Records for processing below:

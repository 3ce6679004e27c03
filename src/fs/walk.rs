//! Ordered directory traversal.
//!
//! The companion compiler scans each search root depth first and hands a
//! directory's own files over only after every descendant has been handled,
//! with the most recently discovered sibling subtree first. Dependency
//! output must reproduce that order exactly, so instead of firing a callback
//! at listing time the traversal buffers everything and returns one ordered
//! sequence per root.

use std::path::{Path, PathBuf};

use super::list::{DirEntry, DirectoryLister};
use crate::base::LogicalPath;
use crate::diagnostics::WarningSink;

/// A regular file discovered under a root.
#[derive(Clone, Debug, PartialEq, Eq)]
pub struct WalkedFile {
    /// Directory the file lives in, spelled the way the root was given.
    pub dir: PathBuf,
    /// Logical prefix of that directory.
    pub prefix: LogicalPath,
    /// Plain filename, extension included.
    pub name: String,
}

/// Everything one traversal discovered.
#[derive(Clone, Debug, Default)]
pub struct Walked {
    /// Regular files in delivery order: descendants before a directory's
    /// own files, later-discovered sibling subtree first.
    pub files: Vec<WalkedFile>,
    /// Every directory that was successfully listed, with its logical
    /// prefix.
    pub dirs: Vec<(PathBuf, LogicalPath)>,
}

/// Walk `dir`, assigning it the logical prefix `prefix`.
///
/// An unlistable directory produces a single warning through `sink` and
/// contributes nothing; this is never an error. With `recursive` false only
/// the immediate regular files are visited and subdirectories are ignored
/// entirely.
pub fn walk(
    lister: &dyn DirectoryLister,
    sink: &mut dyn WarningSink,
    recursive: bool,
    dir: &Path,
    prefix: &LogicalPath,
) -> Walked {
    let mut out = Walked::default();
    out.files = collect(lister, sink, recursive, dir, prefix, &mut out.dirs);
    out
}

/// Delivery order for one subtree: each newly discovered sibling subtree is
/// placed ahead of the previously accumulated ones, and the directory's own
/// files close the sequence.
fn collect(
    lister: &dyn DirectoryLister,
    sink: &mut dyn WarningSink,
    recursive: bool,
    dir: &Path,
    prefix: &LogicalPath,
    visited: &mut Vec<(PathBuf, LogicalPath)>,
) -> Vec<WalkedFile> {
    let entries = match lister.entries(dir) {
        Ok(entries) => entries,
        Err(err) => {
            sink.warn(format!("cannot open {}: {err}", dir.display()));
            return Vec::new();
        }
    };
    visited.push((dir.to_path_buf(), prefix.clone()));

    let mut subtree: Vec<WalkedFile> = Vec::new();
    let mut own: Vec<WalkedFile> = Vec::new();
    for entry in entries {
        match entry {
            DirEntry::Subdir(name) => {
                if recursive {
                    let child_dir = dir.join(&name);
                    let child_prefix = prefix.child(&name);
                    let mut block =
                        collect(lister, sink, true, &child_dir, &child_prefix, visited);
                    block.append(&mut subtree);
                    subtree = block;
                }
            }
            DirEntry::File(name) => own.push(WalkedFile {
                dir: dir.to_path_buf(),
                prefix: prefix.clone(),
                name,
            }),
        }
    }
    subtree.extend(own);
    subtree
}
//! The resolution index.
//!
//! [`PathIndex`] owns every table and registry for one resolution run:
//! ingestion drivers feed it during the root phase, queries read it back
//! afterwards. The pieces underneath are usable on their own: logical-name
//! decomposition ([`decompose`]), the ambiguity tables
//! ([`ResolutionTable`]), and the simpler registries.

mod decompose;
mod path_index;
mod registry;
mod table;

pub use decompose::{Decomposition, Suffix, decompose};
pub use path_index::PathIndex;
pub use registry::{BundleLocation, BundleRegistry, DirRegistry};
pub use table::{MatchResult, ResolutionTable};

End of Records for processing.

Required work ▸
Copy each line containing the word "Debug" from the data.

Written response ▸
#[derive(Clone, Debug, PartialEq, Eq)]
#[derive(Clone, Debug, Default)]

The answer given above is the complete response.